This is an arrangement of containers that I saw and liked at the Anne Spencer garden in Lynchburg.
My To Do list is approaching unmanageable proportions, and the drain on my physical and emotional energy is becoming unbearable. Today is a particularly bad day ... I am overwhelmed.
Another beautiful sunrise in my front yard.
Our daughter's wedding is 8 weeks away. There is a lot left to be done, and I hear the clock ticking loudly in my head. Since the wedding is here at our house and garden, I have to make sure that the grounds and gardens look as good as they can. After last summer's hot, dry weather, and the attack of the killer weeds, this spring's clean up is taking more effort than usual. Her wedding ceremony will be in our pavilion, and it will require a few modifications to the structure (that I'll show you later), which has meant two days spent on construction and another day or two yet to be spent on landscaping.
We're making subtle changes to this area for the wedding ceremony.
Rose season is almost here, and this is my busiest time of the year. I have baby roses to care for and ready for their new homes, advance orders to process and stage for shipping in May, and plans to make for opening the nursery to visitors next month. Rose season also means that there are individuals and groups who want to visit the garden. It will be an almost non-stop parade of people from mid-May and into June. Everyone who comes wants a personal tour, which I am honored to provide ... but there is only so much of ME to go around. Add to this the programs that I present to garden clubs and other groups, and a three-day plant sale to prepare for ... I'm sure there's something else that I'm forgetting.
The Rose Tunnel doesn't look anything like this right now.
Even though our Greyhounds Rock fundraiser event is seven months away, those of us who organize it have a crushing workload right now. My main job is merchandising, and I have been working to plan inventory and make collars for smaller events in April and May where we have a booth to advertise our event and sell our wares, and for our Etsy store. The Husband is the web master for everything Internet for Greyhounds Rock, so I end up consulting on web site decisions, and every day there is at least one email conversation about something that goes on among all of us organizers. Above all of this, I have to remember that we do this to raise money for canine cancer research, a cause that is near and dear to all of us, and my efforts may one day be rewarded with real progress.
My friend Kim's dog TJ, our Greyhounds Rock poster dog ... and that's one of my collars that he's wearing.
The pressure of having older pets is weighing heavily on me right now. Emma is 14, and she is doing really well right now ... thank Heaven. Kimba, our outdoor cat, is at least 18 and she's slowing down, but she is also healthy. Amy ... sweet Amy ... will not be with us much longer. I have to call my vet and talk to her about it. I can't think about this right now.

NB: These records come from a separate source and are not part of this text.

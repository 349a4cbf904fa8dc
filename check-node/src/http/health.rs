//! Health check endpoint.

use crate::server::CheckNode;
use axum::{Extension, Json};
use check_types::{NodeId, NodeStatus};
use serde::Serialize;
use std::sync::Arc;

/// Health status response.
#[derive(Debug, Clone, Serialize)]
pub struct HealthStatus {
    /// Overall status.
    pub status: String,
    /// Server version.
    pub version: String,
    /// This node's identity.
    pub node_id: NodeId,
    /// Local run state.
    pub state: NodeStatus,
    /// Number of cluster members known to this node.
    pub members: usize,
    /// Uptime in seconds.
    pub uptime_seconds: u64,
}

/// Health check handler.
pub async fn health_handler(Extension(node): Extension<Arc<CheckNode>>) -> Json<HealthStatus> {
    Json(HealthStatus {
        status: "ok".to_string(),
        version: env!("CARGO_PKG_VERSION").to_string(),
        node_id: node.node_id(),
        state: node.runner().status().await.status(),
        members: node.coordinator().members().len(),
        uptime_seconds: node.uptime_seconds(),
    })
}
//! Concurrent status collection from cluster members.

use crate::transport::{NodeTransport, TransportError};
use check_core::{ClusterView, PeerOutcome};
use check_types::NodeId;
use futures_util::future::join_all;
use std::sync::Arc;
use std::time::Duration;

/// Queries node status through the transport, each call bounded by a
/// timeout. A node that fails or times out is reported as unreachable for
/// that call only.
#[derive(Clone)]
pub struct PeerStatusFetcher {
    transport: Arc<dyn NodeTransport>,
    timeout: Duration,
}

impl std::fmt::Debug for PeerStatusFetcher {
    fn fmt(&self, f: &mut std::fmt::Formatter<'_>) -> std::fmt::Result {
        f.debug_struct("PeerStatusFetcher")
            .field("timeout", &self.timeout)
            .finish_non_exhaustive()
    }
}

impl PeerStatusFetcher {
    /// Create a fetcher.
    pub fn new(transport: Arc<dyn NodeTransport>, timeout: Duration) -> Self {
        Self { transport, timeout }
    }

    /// Query one node.
    pub async fn fetch(&self, node: NodeId) -> PeerOutcome {
        match tokio::time::timeout(self.timeout, self.transport.status(node)).await {
            Ok(Ok(state)) => PeerOutcome::Reported(state),
            Ok(Err(TransportError::Timeout(_))) | Err(_) => {
                tracing::debug!(node_id = %node, "Status query timed out");
                PeerOutcome::TimedOut
            }
            Ok(Err(e)) => {
                tracing::debug!(node_id = %node, error = %e, "Status query failed");
                PeerOutcome::Failed {
                    reason: e.to_string(),
                }
            }
        }
    }

    /// Query every node in `nodes` concurrently.
    pub async fn fetch_view(&self, nodes: &[NodeId]) -> ClusterView {
        let outcomes = join_all(nodes.iter().map(|&node| async move {
            (node, self.fetch(node).await)
        }))
        .await;

        ClusterView::from_outcomes(outcomes)
    }
}
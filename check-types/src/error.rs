//! Error types for the nodecheck wire contract.

use thiserror::Error;

/// Errors that can occur while encoding or decoding nodecheck messages.
#[derive(Debug, Error)]
pub enum WireError {
    /// MessagePack serialization failed
    #[error("serialization failed: {0}")]
    Serialization(#[source] rmp_serde::encode::Error),

    /// MessagePack deserialization failed
    #[error("deserialization failed: {0}")]
    Deserialization(#[source] rmp_serde::decode::Error),

    /// A report carried both an error and a warning
    #[error("report may carry an error or a warning, not both")]
    ConflictingOutcome,
}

My house is a mess! I have not put any time into controlling the accumulation clutter, so the piles of papers and supplies and tools are everywhere. I would love to have a place for everything, and I will one day, but I do not have the energy or time to devote to get there right now. If it wasn't for my cleaning lady, I don't know what I'd do. Every other Tuesday, she comes and my house sparkles afterward. In preparation for her arrival, I usually spend a frenzied couple of hours clearing what clutter I can manage and trying to organize what I can. I have faked myself into believing that every little bit helps.
Here is a photo of our tidied up family room. You didn't think I was going to show you the mess, did you?

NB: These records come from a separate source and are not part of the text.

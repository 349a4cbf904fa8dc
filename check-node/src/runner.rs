//! Per-node run executor.
//!
//! Drives the pure [`RunState`] machine from `check-core` and performs the
//! actions it emits: spawning probes, cancelling them, and flipping the idle
//! signal that `stop` waits on.

use crate::config::ProbeConfig;
use crate::probe::{build_probe, Probe, ProbeContext, ProbeError};
use crate::transport::NodeTransport;
use check_core::{validate, PlanError, RunAction, RunEvent, RunState};
use check_types::{
    NodeId, NodeStartRequest, NodeState, Report, RunId, StartOptions, TestSpec,
    WARNING_CANCELLED_RUNNING, WARNING_NO_PEERS,
};
use std::sync::atomic::{AtomicU64, Ordering};
use std::sync::Arc;
use std::time::{Duration, Instant};
use thiserror::Error;
use tokio::sync::{watch, RwLock};
use tokio_util::sync::CancellationToken;

/// Runner errors.
#[derive(Debug, Error)]
pub enum RunnerError {
    /// Another run is in progress.
    #[error("node is busy with run {run_id}")]
    Busy {
        /// The run in progress.
        run_id: RunId,
    },

    /// The plan handed to the node is unusable.
    #[error("invalid plan: {0}")]
    InvalidPlan(#[from] PlanError),

    /// The idle signal closed while waiting for a stop.
    #[error("runner is shutting down")]
    Shutdown,
}

/// Operational metrics for one node's runner.
///
/// All counters are monotonically increasing (reset only on restart).
#[derive(Debug, Default)]
pub struct RunnerMetrics {
    /// Runs accepted.
    pub runs_started: AtomicU64,
    /// Runs that settled with a report per test.
    pub runs_completed: AtomicU64,
    /// Start requests refused because a run was in progress.
    pub runs_rejected: AtomicU64,
    /// Runs cancelled by a stop.
    pub runs_stopped: AtomicU64,
    /// Probes that ran to their budget.
    pub probes_succeeded: AtomicU64,
    /// Probes that ended with an error.
    pub probes_failed: AtomicU64,
    /// Probes cut short or skipped.
    pub probes_cancelled: AtomicU64,
    /// Netcheck payloads received from peers.
    pub netcheck_requests: AtomicU64,
    /// Netcheck bytes received from peers.
    pub netcheck_bytes: AtomicU64,
}

#[derive(Debug, Default)]
struct RunnerInner {
    machine: RunState,
    cancel: Option<CancellationToken>,
}

/// Executes plans on one node, one run at a time.
pub struct NodeRunner {
    node_id: NodeId,
    transport: Arc<dyn NodeTransport>,
    probes: ProbeConfig,
    inner: RwLock<RunnerInner>,
    /// `true` whenever no run is in progress.
    idle: watch::Sender<bool>,
    metrics: RunnerMetrics,
}

impl std::fmt::Debug for NodeRunner {
    fn fmt(&self, f: &mut std::fmt::Formatter<'_>) -> std::fmt::Result {
        f.debug_struct("NodeRunner")
            .field("node_id", &self.node_id)
            .field("probes", &self.probes)
            .field("idle", &*self.idle.borrow())
            .field("metrics", &self.metrics)
            .finish_non_exhaustive()
    }
}

impl NodeRunner {
    /// Create an idle runner.
    pub fn new(
        node_id: NodeId,
        transport: Arc<dyn NodeTransport>,
        probes: ProbeConfig,
    ) -> Arc<Self> {
        let (idle, _) = watch::channel(true);
        Arc::new(Self {
            node_id,
            transport,
            probes,
            inner: RwLock::new(RunnerInner::default()),
            idle,
            metrics: RunnerMetrics::default(),
        })
    }

    /// The node this runner executes on.
    pub fn node_id(&self) -> NodeId {
        self.node_id
    }

    /// Get access to the operational metrics.
    pub fn metrics(&self) -> &RunnerMetrics {
        &self.metrics
    }

    /// Accept a plan and begin executing it in the background.
    ///
    /// Returns as soon as the run is registered; probes run on a spawned
    /// task. Fails with [`RunnerError::Busy`] if a run is in progress.
    pub async fn start(self: &Arc<Self>, request: NodeStartRequest) -> Result<RunId, RunnerError> {
        let cancel = self.begin(&request).await?;
        let NodeStartRequest {
            run_id,
            tests,
            peers,
        } = request;

        if let Some(cancel) = cancel {
            let ctx = ProbeContext {
                node_id: self.node_id,
                peers,
                transport: Arc::clone(&self.transport),
                scratch_dir: self.probes.scratch_dir.clone(),
                max_parallelism: self.probes.max_parallelism,
                rpc_timeout: self.probes.rpc_timeout(),
            };
            let probes: Vec<Box<dyn Probe>> =
                tests.iter().map(|spec| build_probe(spec, &ctx)).collect();
            let runner = Arc::clone(self);
            tokio::spawn(async move { runner.execute(run_id, tests, probes, cancel).await });
        }
        Ok(run_id)
    }

    /// Register a run with the state machine.
    ///
    /// Returns the run's cancellation token when probes must be executed,
    /// `None` when the run settled on registration.
    async fn begin(
        &self,
        request: &NodeStartRequest,
    ) -> Result<Option<CancellationToken>, RunnerError> {
        let options = StartOptions {
            tests: request.tests.clone(),
            nodes: None,
        };
        validate(&options, &request.peers)?;

        let mut inner = self.inner.write().await;
        let machine = std::mem::take(&mut inner.machine);
        let (machine, actions) = machine.on_event(RunEvent::StartRequested {
            run_id: request.run_id,
            tests: request.tests.len(),
        });
        inner.machine = machine;

        let mut accepted = None;
        for action in actions {
            match action {
                RunAction::RejectBusy { run_id } => {
                    self.metrics.runs_rejected.fetch_add(1, Ordering::Relaxed);
                    tracing::info!(node_id = %self.node_id, %run_id, "Rejected start: busy");
                    return Err(RunnerError::Busy { run_id });
                }
                RunAction::BeginRun { run_id } => {
                    let token = CancellationToken::new();
                    inner.cancel = Some(token.clone());
                    self.idle.send_replace(false);
                    self.metrics.runs_started.fetch_add(1, Ordering::Relaxed);
                    tracing::info!(
                        node_id = %self.node_id,
                        %run_id,
                        tests = request.tests.len(),
                        "Run started"
                    );
                    accepted = Some(token);
                }
                RunAction::RunSettled { .. } => self.mark_settled(&mut inner),
                RunAction::CancelProbes { .. } => {}
            }
        }

        Ok(accepted.filter(|_| inner.machine.is_running()))
    }

    /// Consistent snapshot of this node's state.
    pub async fn status(&self) -> NodeState {
        self.inner.read().await.machine.snapshot()
    }

    /// Cancel the run in progress, if any, and wait until the node is idle.
    ///
    /// Returns immediately when idle.
    pub async fn stop(&self) -> Result<(), RunnerError> {
        {
            let mut inner = self.inner.write().await;
            let machine = std::mem::take(&mut inner.machine);
            let (machine, actions) = machine.on_event(RunEvent::StopRequested);
            inner.machine = machine;

            for action in actions {
                if let RunAction::CancelProbes { run_id } = action {
                    if let Some(token) = &inner.cancel {
                        token.cancel();
                    }
                    self.metrics.runs_stopped.fetch_add(1, Ordering::Relaxed);
                    tracing::info!(node_id = %self.node_id, %run_id, "Stopping run");
                }
            }
        }

        let mut idle = self.idle.subscribe();
        idle.wait_for(|idle| *idle)
            .await
            .map_err(|_| RunnerError::Shutdown)?;
        Ok(())
    }

    /// Answer a peer's network probe; returns the number of bytes received.
    pub fn handle_netcheck(&self, payload: &[u8]) -> u64 {
        let len = payload.len() as u64;
        self.metrics.netcheck_requests.fetch_add(1, Ordering::Relaxed);
        self.metrics.netcheck_bytes.fetch_add(len, Ordering::Relaxed);
        len
    }

    /// Run `probes` in order, one per test, settling a report for each.
    async fn execute(
        &self,
        run_id: RunId,
        tests: Vec<TestSpec>,
        probes: Vec<Box<dyn Probe>>,
        cancel: CancellationToken,
    ) {
        for (index, (spec, probe)) in tests.into_iter().zip(probes).enumerate() {
            let report = if cancel.is_cancelled() {
                self.metrics.probes_cancelled.fetch_add(1, Ordering::Relaxed);
                Report::not_started()
            } else {
                self.run_probe(index, &spec, probe, &cancel).await
            };
            self.settle(run_id, report).await;
        }
    }

    async fn run_probe(
        &self,
        index: usize,
        spec: &TestSpec,
        probe: Box<dyn Probe>,
        cancel: &CancellationToken,
    ) -> Report {
        let token = cancel.clone();
        let started = Instant::now();

        // A panicking probe must still produce a report.
        let outcome = tokio::spawn(async move { probe.run(token).await }).await;
        let elapsed = elapsed_ms(started.elapsed());

        match outcome {
            Ok(Ok(stats)) => {
                self.metrics.probes_succeeded.fetch_add(1, Ordering::Relaxed);
                tracing::info!(
                    node_id = %self.node_id,
                    test = index,
                    kind = spec.kind(),
                    name = spec.name(),
                    elapsed_ms = elapsed,
                    requests = stats.requests,
                    bytes = stats.bytes,
                    "Probe finished"
                );
                Report::success(elapsed)
            }
            Ok(Err(ProbeError::Cancelled)) => {
                self.metrics.probes_cancelled.fetch_add(1, Ordering::Relaxed);
                Report::cancelled(elapsed, WARNING_CANCELLED_RUNNING)
            }
            Ok(Err(ProbeError::NoPeers)) => {
                self.metrics.probes_cancelled.fetch_add(1, Ordering::Relaxed);
                tracing::warn!(node_id = %self.node_id, test = index, "Network probe has no peers");
                Report::cancelled(elapsed, WARNING_NO_PEERS)
            }
            Ok(Err(e)) => {
                self.metrics.probes_failed.fetch_add(1, Ordering::Relaxed);
                tracing::warn!(
                    node_id = %self.node_id,
                    test = index,
                    kind = spec.kind(),
                    error = %e,
                    "Probe failed"
                );
                Report::failed(elapsed, e.to_string())
            }
            Err(e) => {
                self.metrics.probes_failed.fetch_add(1, Ordering::Relaxed);
                tracing::error!(node_id = %self.node_id, test = index, error = %e, "Probe task died");
                Report::failed(elapsed, "probe panicked")
            }
        }
    }

    async fn settle(&self, run_id: RunId, report: Report) {
        let mut inner = self.inner.write().await;
        let machine = std::mem::take(&mut inner.machine);
        let (machine, actions) = machine.on_event(RunEvent::ProbeSettled { run_id, report });
        inner.machine = machine;

        for action in actions {
            if let RunAction::RunSettled { run_id, reports } = action {
                self.metrics.runs_completed.fetch_add(1, Ordering::Relaxed);
                tracing::info!(node_id = %self.node_id, %run_id, reports, "Run settled");
                self.mark_settled(&mut inner);
            }
        }
    }

    fn mark_settled(&self, inner: &mut RunnerInner) {
        inner.cancel = None;
        self.idle.send_replace(true);
    }
}

/// Whole milliseconds, rounded up: a probe that ran reports at least 1.
fn elapsed_ms(elapsed: Duration) -> u64 {
    u64::try_from(elapsed.as_micros().div_ceil(1000))
        .unwrap_or(u64::MAX)
        .max(1)
}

This morning, I was presented with the proverbial straw-that-broke-the-camel's-back ... my Mustang is probably more broken that we thought it was. Remember when it overheated last fall? The Husband tried to change the thermostat this weekend, and he thinks there's a crack somewhere, and it won't hold water. I have to talk to my mechanic this afternoon. Now that I say this out loud, a broken car is really minor when compared to everything else that's going on ... it's more of a contributing element to a cumulative accumulation of stress.
Why am I sitting here blogging about this instead of taking care of it, you ask? This morning has become a time of reflection and recharging ... trying to gather my energy for another push toward my goal of reducing my responsibilities and streamlining my life. I doubt it's going to work. What I really need to do is say No ... but to what?
Alice and Dorothy are doing what they can to help.
Thanks for listening and reading this post this far. I know it's not the usual light-spirited, informative, positive vibe that I try to keep here. I don't have a lot of positive inside me right now. I'm tired.
Now that I got this off my chest, I'm going to go outside and work.